Saved data entries

------

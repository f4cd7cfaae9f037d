use std::path::{Path, PathBuf};

use super::*;

const HEADER: &str =
    "Name,Extraversion Score,Agreeableness Score,Conscientiousness Score,Neuroticism Score,Openness Score";

fn write_csv(dir: &Path, body: &str) -> PathBuf {
    let path = dir.join("scores.csv");
    std::fs::write(&path, body).unwrap();
    path
}

#[test]
fn test_check_schema_reports_every_missing_column() {
    let headers = [
        "Name",
        "Extraversion Score",
        "Agreeableness Score",
        "Conscientiousness Score",
    ];
    match check_schema(headers) {
        Err(InputError::Schema { missing }) => {
            assert_eq!(missing, vec!["Neuroticism Score", "Openness Score"]);
        }
        other => panic!("unexpected result: {other:?}"),
    }
}

#[test]
fn test_check_schema_accepts_extra_columns() {
    let mut headers = required_columns();
    headers.insert(0, "Email");
    assert!(check_schema(headers).is_ok());
}

#[test]
fn test_load_preserves_row_order() {
    let dir = tempfile::tempdir().unwrap();
    let path = write_csv(
        dir.path(),
        &format!("{HEADER},Email\nCarol,3,1,2,3,4,c@x\nAlice,4,2.5,3,1,5,a@x\nBob,2,3,4,5,1,b@x\n"),
    );
    let table = load_score_table(&path).unwrap();
    let names: Vec<&str> = table.records.iter().map(|r| r.name.as_str()).collect();
    assert_eq!(names, vec!["Carol", "Alice", "Bob"]);
    assert_eq!(table.records[1].raw[Trait::Agreeableness], 2.5);
    assert_eq!(table.records[2].raw[Trait::Openness], 1.0);
}

#[test]
fn test_load_columns_in_any_order() {
    let dir = tempfile::tempdir().unwrap();
    let path = write_csv(
        dir.path(),
        "Openness Score,Name,Neuroticism Score,Conscientiousness Score,Agreeableness Score,Extraversion Score\n5,\"Smith, Ann\",4,3,2,1\n",
    );
    let table = load_score_table(&path).unwrap();
    let record = &table.records[0];
    assert_eq!(record.name, "Smith, Ann");
    assert_eq!(record.raw[Trait::Extraversion], 1.0);
    assert_eq!(record.raw[Trait::Openness], 5.0);
}

#[test]
fn test_load_rejects_missing_columns() {
    let dir = tempfile::tempdir().unwrap();
    let path = write_csv(dir.path(), "Name,Extraversion Score\nAlice,4\n");
    match load_score_table(&path) {
        Err(InputError::Schema { missing }) => assert_eq!(missing.len(), 4),
        other => panic!("unexpected result: {other:?}"),
    }
}

#[test]
fn test_load_non_numeric_score_is_fatal() {
    let dir = tempfile::tempdir().unwrap();
    let path = write_csv(
        dir.path(),
        &format!("{HEADER}\nAlice,4,3,2,1,5\nBob,4,three,2,1,5\n"),
    );
    match load_score_table(&path) {
        Err(InputError::Parse { line, .. }) => assert_eq!(line, 3),
        other => panic!("unexpected result: {other:?}"),
    }
}

#[test]
fn test_load_rejects_non_finite_score() {
    let dir = tempfile::tempdir().unwrap();
    let path = write_csv(dir.path(), &format!("{HEADER}\nAlice,4,3,NaN,1,5\n"));
    assert!(matches!(
        load_score_table(&path),
        Err(InputError::Parse { line: 2, .. })
    ));
}

#[test]
fn test_duplicate_names_are_rejected() {
    let dir = tempfile::tempdir().unwrap();
    let path = write_csv(
        dir.path(),
        &format!("{HEADER}\nAlice,4,3,2,1,5\nBob,1,1,1,1,1\nAlice,2,2,2,2,2\n"),
    );
    match load_score_table(&path) {
        Err(InputError::DuplicateNames { names }) => assert_eq!(names, vec!["Alice / Alice"]),
        other => panic!("unexpected result: {other:?}"),
    }
}

#[test]
fn test_names_colliding_after_sanitizing_are_rejected() {
    let table = ScoreTable {
        records: vec![
            ScoreRecord {
                name: "a/b".to_string(),
                raw: TraitMap::from_fn(|_| 3.0),
            },
            ScoreRecord {
                name: "a_b".to_string(),
                raw: TraitMap::from_fn(|_| 3.0),
            },
        ],
    };
    assert!(matches!(
        check_unique_names(&table),
        Err(InputError::DuplicateNames { .. })
    ));
}

#[test]
fn test_header_only_table_is_empty() {
    let dir = tempfile::tempdir().unwrap();
    let path = write_csv(dir.path(), &format!("{HEADER}\n"));
    assert!(load_score_table(&path).unwrap().is_empty());
}

#[test]
fn test_list_candidates_filters_by_extension() {
    let dir = tempfile::tempdir().unwrap();
    for name in ["b.csv", "a.CSV", "notes.txt"] {
        std::fs::write(dir.path().join(name), "").unwrap();
    }
    std::fs::create_dir(dir.path().join("dir.csv")).unwrap();
    assert_eq!(
        list_candidates(dir.path(), "csv").unwrap(),
        vec!["a.CSV".to_string(), "b.csv".to_string()]
    );
}

#[test]
fn test_load_narrative_verbatim() {
    let dir = tempfile::tempdir().unwrap();
    let path = dir.path().join("para.txt");
    std::fs::write(&path, "Thank you for taking part.\n\nSecond paragraph.").unwrap();
    let narrative = load_narrative(&path).unwrap();
    assert_eq!(narrative.text(), "Thank you for taking part.\n\nSecond paragraph.");
    assert!(matches!(
        load_narrative(&dir.path().join("missing.txt")),
        Err(InputError::Io { .. })
    ));
}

------

### To do
Copy the data word for word.

### Exercise solution
repository f4cd7cfaae9f037d
use std::path::{Path, PathBuf};

use super::*;

const HEADER: &str =
    "Name,Extraversion Score,Agreeableness Score,Conscientiousness Score,Neuroticism Score,Openness Score";

fn write_csv(dir: &Path, body: &str) -> PathBuf {
    let path = dir.join("scores.csv");
    std::fs::write(&path, body).unwrap();
    path
}

#[test]
fn test_check_schema_reports_every_missing_column() {
    let headers = [
        "Name",
        "Extraversion Score",
        "Agreeableness Score",
        "Conscientiousness Score",
    ];
    match check_schema(headers) {
        Err(InputError::Schema { missing }) => {
            assert_eq!(missing, vec!["Neuroticism Score", "Openness Score"]);
        }
        other => panic!("unexpected result: {other:?}"),
    }
}

#[test]
fn test_check_schema_accepts_extra_columns() {
    let mut headers = required_columns();
    headers.insert(0, "Email");
    assert!(check_schema(headers).is_ok());
}

#[test]
fn test_load_preserves_row_order() {
    let dir = tempfile::tempdir().unwrap();
    let path = write_csv(
        dir.path(),
        &format!("{HEADER},Email\nCarol,3,1,2,3,4,c@x\nAlice,4,2.5,3,1,5,a@x\nBob,2,3,4,5,1,b@x\n"),
    );
    let table = load_score_table(&path).unwrap();
    let names: Vec<&str> = table.records.iter().map(|r| r.name.as_str()).collect();
    assert_eq!(names, vec!["Carol", "Alice", "Bob"]);
    assert_eq!(table.records[1].raw[Trait::Agreeableness], 2.5);
    assert_eq!(table.records[2].raw[Trait::Openness], 1.0);
}

#[test]
fn test_load_columns_in_any_order() {
    let dir = tempfile::tempdir().unwrap();
    let path = write_csv(
        dir.path(),
        "Openness Score,Name,Neuroticism Score,Conscientiousness Score,Agreeableness Score,Extraversion Score\n5,\"Smith, Ann\",4,3,2,1\n",
    );
    let table = load_score_table(&path).unwrap();
    let record = &table.records[0];
    assert_eq!(record.name, "Smith, Ann");
    assert_eq!(record.raw[Trait::Extraversion], 1.0);
    assert_eq!(record.raw[Trait::Openness], 5.0);
}

#[test]
fn test_load_rejects_missing_columns() {
    let dir = tempfile::tempdir().unwrap();
    let path = write_csv(dir.path(), "Name,Extraversion Score\nAlice,4\n");
    match load_score_table(&path) {
        Err(InputError::Schema { missing }) => assert_eq!(missing.len(), 4),
        other => panic!("unexpected result: {other:?}"),
    }
}

#[test]
fn test_load_non_numeric_score_is_fatal() {
    let dir = tempfile::tempdir().unwrap();
    let path = write_csv(
        dir.path(),
        &format!("{HEADER}\nAlice,4,3,2,1,5\nBob,4,three,2,1,5\n"),
    );
    match load_score_table(&path) {
        Err(InputError::Parse { line, .. }) => assert_eq!(line, 3),
        other => panic!("unexpected result: {other:?}"),
    }
}

#[test]
fn test_load_rejects_non_finite_score() {
    let dir = tempfile::tempdir().unwrap();
    let path = write_csv(dir.path(), &format!("{HEADER}\nAlice,4,3,NaN,1,5\n"));
    assert!(matches!(
        load_score_table(&path),
        Err(InputError::Parse { line: 2, .. })
    ));
}

#[test]
fn test_duplicate_names_are_rejected() {
    let dir = tempfile::tempdir().unwrap();
    let path = write_csv(
        dir.path(),
        &format!("{HEADER}\nAlice,4,3,2,1,5\nBob,1,1,1,1,1\nAlice,2,2,2,2,2\n"),
    );
    match load_score_table(&path) {
        Err(InputError::DuplicateNames { names }) => assert_eq!(names, vec!["Alice / Alice"]),
        other => panic!("unexpected result: {other:?}"),
    }
}

#[test]
fn test_names_colliding_after_sanitizing_are_rejected() {
    let table = ScoreTable {
        records: vec![
            ScoreRecord {
                name: "a/b".to_string(),
                raw: TraitMap::from_fn(|_| 3.0),
            },
            ScoreRecord {
                name: "a_b".to_string(),
                raw: TraitMap::from_fn(|_| 3.0),
            },
        ],
    };
    assert!(matches!(
        check_unique_names(&table),
        Err(InputError::DuplicateNames { .. })
    ));
}

#[test]
fn test_header_only_table_is_empty() {
    let dir = tempfile::tempdir().unwrap();
    let path = write_csv(dir.path(), &format!("{HEADER}\n"));
    assert!(load_score_table(&path).unwrap().is_empty());
}

#[test]
fn test_list_candidates_filters_by_extension() {
    let dir = tempfile::tempdir().unwrap();
    for name in ["b.csv", "a.CSV", "notes.txt"] {
        std::fs::write(dir.path().join(name), "").unwrap();
    }
    std::fs::create_dir(dir.path().join("dir.csv")).unwrap();
    assert_eq!(
        list_candidates(dir.path(), "csv").unwrap(),
        vec!["a.CSV".to_string(), "b.csv".to_string()]
    );
}

#[test]
fn test_load_narrative_verbatim() {
    let dir = tempfile::tempdir().unwrap();
    let path = dir.path().join("para.txt");
    std::fs::write(&path, "Thank you for taking part.\n\nSecond paragraph.").unwrap();
    let narrative = load_narrative(&path).unwrap();
    assert_eq!(narrative.text(), "Thank you for taking part.\n\nSecond paragraph.");
    assert!(matches!(
        load_narrative(&dir.path().join("missing.txt")),
        Err(InputError::Io { .. })
    ));
}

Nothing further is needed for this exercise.